---------- Information provided ----------

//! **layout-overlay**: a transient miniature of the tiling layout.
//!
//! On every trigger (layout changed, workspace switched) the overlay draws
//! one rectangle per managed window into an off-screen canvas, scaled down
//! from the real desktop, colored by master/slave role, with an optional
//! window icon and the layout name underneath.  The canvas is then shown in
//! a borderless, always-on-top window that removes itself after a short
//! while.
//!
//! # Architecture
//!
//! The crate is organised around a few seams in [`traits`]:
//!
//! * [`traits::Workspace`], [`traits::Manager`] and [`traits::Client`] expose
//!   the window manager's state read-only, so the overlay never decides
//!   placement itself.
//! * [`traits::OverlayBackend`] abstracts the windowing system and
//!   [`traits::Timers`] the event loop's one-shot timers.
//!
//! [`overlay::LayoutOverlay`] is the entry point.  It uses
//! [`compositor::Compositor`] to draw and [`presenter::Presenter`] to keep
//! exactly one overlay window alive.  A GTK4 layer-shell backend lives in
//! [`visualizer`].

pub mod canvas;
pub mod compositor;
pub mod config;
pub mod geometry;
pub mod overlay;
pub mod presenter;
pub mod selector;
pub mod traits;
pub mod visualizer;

----------
---------- Information provided ----------

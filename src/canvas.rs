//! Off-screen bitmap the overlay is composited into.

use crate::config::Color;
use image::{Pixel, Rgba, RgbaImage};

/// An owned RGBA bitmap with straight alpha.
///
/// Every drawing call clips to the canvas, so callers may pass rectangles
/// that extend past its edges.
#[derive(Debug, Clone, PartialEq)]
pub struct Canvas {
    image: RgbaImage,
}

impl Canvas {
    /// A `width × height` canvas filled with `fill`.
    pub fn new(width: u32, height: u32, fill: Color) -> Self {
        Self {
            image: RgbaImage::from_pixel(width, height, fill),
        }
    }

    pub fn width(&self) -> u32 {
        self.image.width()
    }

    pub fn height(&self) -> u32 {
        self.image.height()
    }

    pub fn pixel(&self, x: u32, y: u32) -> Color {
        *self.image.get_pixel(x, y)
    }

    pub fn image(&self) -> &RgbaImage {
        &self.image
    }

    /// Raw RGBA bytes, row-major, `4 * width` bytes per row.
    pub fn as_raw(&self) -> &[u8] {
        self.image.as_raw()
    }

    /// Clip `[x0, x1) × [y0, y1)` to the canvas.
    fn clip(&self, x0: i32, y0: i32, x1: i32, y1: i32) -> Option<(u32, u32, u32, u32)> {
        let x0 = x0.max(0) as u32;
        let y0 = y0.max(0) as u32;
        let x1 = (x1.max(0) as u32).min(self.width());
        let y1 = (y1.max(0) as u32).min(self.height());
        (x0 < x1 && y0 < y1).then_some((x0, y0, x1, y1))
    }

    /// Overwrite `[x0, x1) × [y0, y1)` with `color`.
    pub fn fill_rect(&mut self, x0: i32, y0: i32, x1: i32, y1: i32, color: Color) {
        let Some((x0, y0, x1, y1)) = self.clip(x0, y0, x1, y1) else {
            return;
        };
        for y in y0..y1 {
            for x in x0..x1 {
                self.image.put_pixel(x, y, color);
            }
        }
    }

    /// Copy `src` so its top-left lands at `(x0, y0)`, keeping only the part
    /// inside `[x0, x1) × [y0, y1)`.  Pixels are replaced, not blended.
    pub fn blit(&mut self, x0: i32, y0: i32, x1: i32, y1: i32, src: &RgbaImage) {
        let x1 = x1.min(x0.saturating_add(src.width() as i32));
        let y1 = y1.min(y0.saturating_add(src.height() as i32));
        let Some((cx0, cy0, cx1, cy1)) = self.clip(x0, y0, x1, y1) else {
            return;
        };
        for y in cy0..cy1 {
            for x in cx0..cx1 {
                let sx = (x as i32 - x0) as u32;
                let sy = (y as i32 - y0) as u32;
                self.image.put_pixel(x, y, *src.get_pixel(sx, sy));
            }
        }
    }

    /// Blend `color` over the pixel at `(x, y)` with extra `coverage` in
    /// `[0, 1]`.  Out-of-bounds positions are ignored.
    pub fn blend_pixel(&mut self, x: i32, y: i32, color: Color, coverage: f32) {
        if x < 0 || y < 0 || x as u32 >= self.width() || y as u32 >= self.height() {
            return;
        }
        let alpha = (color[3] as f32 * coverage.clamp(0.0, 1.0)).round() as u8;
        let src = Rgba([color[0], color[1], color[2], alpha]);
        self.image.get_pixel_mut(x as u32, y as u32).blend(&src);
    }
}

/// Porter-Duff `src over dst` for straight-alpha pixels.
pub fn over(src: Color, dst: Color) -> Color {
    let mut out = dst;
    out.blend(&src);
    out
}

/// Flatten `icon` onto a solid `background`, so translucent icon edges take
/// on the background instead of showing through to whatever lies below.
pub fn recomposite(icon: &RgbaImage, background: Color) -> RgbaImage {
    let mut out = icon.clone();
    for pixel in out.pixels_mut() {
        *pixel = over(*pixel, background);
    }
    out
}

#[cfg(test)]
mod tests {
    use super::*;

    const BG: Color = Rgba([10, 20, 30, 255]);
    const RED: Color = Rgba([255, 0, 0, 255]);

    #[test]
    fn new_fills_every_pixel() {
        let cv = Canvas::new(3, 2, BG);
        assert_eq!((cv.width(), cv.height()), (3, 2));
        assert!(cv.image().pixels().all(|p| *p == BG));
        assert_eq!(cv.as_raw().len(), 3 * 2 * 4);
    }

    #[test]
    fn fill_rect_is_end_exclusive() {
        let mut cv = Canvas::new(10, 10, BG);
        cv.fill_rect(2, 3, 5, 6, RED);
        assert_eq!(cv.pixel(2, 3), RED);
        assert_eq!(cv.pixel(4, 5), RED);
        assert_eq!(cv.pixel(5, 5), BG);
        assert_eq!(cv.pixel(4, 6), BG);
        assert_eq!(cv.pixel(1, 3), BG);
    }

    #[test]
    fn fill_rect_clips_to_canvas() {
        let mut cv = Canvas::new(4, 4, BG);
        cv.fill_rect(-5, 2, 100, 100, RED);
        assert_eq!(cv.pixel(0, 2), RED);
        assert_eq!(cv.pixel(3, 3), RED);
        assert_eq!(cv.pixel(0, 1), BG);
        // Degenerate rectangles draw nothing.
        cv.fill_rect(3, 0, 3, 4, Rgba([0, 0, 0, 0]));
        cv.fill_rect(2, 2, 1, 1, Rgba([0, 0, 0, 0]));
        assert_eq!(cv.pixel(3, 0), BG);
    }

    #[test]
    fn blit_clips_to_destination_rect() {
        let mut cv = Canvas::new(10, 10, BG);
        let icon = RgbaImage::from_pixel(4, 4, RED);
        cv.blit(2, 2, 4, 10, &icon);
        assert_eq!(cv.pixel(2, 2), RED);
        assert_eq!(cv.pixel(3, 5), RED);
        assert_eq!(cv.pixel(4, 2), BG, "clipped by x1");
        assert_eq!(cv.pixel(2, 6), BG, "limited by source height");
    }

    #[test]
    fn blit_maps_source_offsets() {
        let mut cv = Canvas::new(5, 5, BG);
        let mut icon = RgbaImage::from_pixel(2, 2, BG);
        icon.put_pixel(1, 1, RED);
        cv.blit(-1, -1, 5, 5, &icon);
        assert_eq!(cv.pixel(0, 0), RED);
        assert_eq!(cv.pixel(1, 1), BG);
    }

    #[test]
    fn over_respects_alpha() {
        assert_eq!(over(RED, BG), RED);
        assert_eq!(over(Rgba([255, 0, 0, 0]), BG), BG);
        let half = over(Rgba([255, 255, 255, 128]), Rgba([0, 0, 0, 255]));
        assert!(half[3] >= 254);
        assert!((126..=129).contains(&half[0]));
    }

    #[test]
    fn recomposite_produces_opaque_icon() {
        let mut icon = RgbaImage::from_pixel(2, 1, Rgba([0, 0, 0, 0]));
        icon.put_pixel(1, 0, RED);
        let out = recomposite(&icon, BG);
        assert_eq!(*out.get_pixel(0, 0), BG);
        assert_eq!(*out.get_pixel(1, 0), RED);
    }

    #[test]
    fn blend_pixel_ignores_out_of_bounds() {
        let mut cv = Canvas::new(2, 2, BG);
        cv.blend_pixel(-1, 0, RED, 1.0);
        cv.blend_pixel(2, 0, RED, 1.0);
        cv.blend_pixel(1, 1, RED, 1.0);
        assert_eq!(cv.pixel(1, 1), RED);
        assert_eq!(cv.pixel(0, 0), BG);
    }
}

----------
---------- Information provided ----------

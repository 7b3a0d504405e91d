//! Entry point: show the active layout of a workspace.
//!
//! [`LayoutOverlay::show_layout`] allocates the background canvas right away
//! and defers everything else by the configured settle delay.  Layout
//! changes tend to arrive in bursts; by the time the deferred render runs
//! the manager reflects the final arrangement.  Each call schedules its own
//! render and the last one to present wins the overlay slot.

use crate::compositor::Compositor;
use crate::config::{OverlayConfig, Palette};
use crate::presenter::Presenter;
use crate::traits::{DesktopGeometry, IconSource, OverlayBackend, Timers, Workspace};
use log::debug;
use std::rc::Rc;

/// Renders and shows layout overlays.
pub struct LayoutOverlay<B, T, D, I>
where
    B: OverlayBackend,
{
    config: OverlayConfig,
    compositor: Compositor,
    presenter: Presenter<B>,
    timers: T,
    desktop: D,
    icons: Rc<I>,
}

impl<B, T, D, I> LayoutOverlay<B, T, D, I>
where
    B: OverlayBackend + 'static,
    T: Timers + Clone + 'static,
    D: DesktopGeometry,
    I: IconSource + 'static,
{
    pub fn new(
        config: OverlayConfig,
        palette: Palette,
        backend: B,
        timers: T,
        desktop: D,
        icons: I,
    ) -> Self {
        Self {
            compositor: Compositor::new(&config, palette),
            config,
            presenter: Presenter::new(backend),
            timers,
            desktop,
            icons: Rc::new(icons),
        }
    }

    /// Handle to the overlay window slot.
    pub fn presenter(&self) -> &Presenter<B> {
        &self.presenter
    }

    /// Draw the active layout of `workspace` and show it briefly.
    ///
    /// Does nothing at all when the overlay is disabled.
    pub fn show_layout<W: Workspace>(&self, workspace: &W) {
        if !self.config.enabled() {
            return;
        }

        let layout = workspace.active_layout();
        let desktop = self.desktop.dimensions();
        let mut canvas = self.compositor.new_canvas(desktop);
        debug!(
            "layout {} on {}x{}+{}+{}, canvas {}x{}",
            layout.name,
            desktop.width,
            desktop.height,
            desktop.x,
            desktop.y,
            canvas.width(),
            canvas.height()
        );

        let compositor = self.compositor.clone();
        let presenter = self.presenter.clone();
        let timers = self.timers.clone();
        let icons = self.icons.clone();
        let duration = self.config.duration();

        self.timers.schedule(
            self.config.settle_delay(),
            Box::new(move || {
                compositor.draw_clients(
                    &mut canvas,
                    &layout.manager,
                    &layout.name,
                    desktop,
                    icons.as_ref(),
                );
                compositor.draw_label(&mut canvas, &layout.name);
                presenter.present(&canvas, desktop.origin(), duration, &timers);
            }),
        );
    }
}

----------

Give back, exactly as written, the stretch from the line with "replaced, not blended." through the line with "let alpha = (color[3]", and no other lines from the records above.

§ Written reply
    /// inside `[x0, x1) × [y0, y1)`.  Pixels are replaced, not blended.
    pub fn blit(&mut self, x0: i32, y0: i32, x1: i32, y1: i32, src: &RgbaImage) {
        let x1 = x1.min(x0.saturating_add(src.width() as i32));
        let y1 = y1.min(y0.saturating_add(src.height() as i32));
        let Some((cx0, cy0, cx1, cy1)) = self.clip(x0, y0, x1, y1) else {
            return;
        };
        for y in cy0..cy1 {
            for x in cx0..cx1 {
                let sx = (x as i32 - x0) as u32;
                let sy = (y as i32 - y0) as u32;
                self.image.put_pixel(x, y, *src.get_pixel(sx, sy));
            }
        }
    }

    /// Blend `color` over the pixel at `(x, y)` with extra `coverage` in
    /// `[0, 1]`.  Out-of-bounds positions are ignored.
    pub fn blend_pixel(&mut self, x: i32, y: i32, color: Color, coverage: f32) {
        if x < 0 || y < 0 || x as u32 >= self.width() || y as u32 >= self.height() {
            return;
        }
        let alpha = (color[3] as f32 * coverage.clamp(0.0, 1.0)).round() as u8;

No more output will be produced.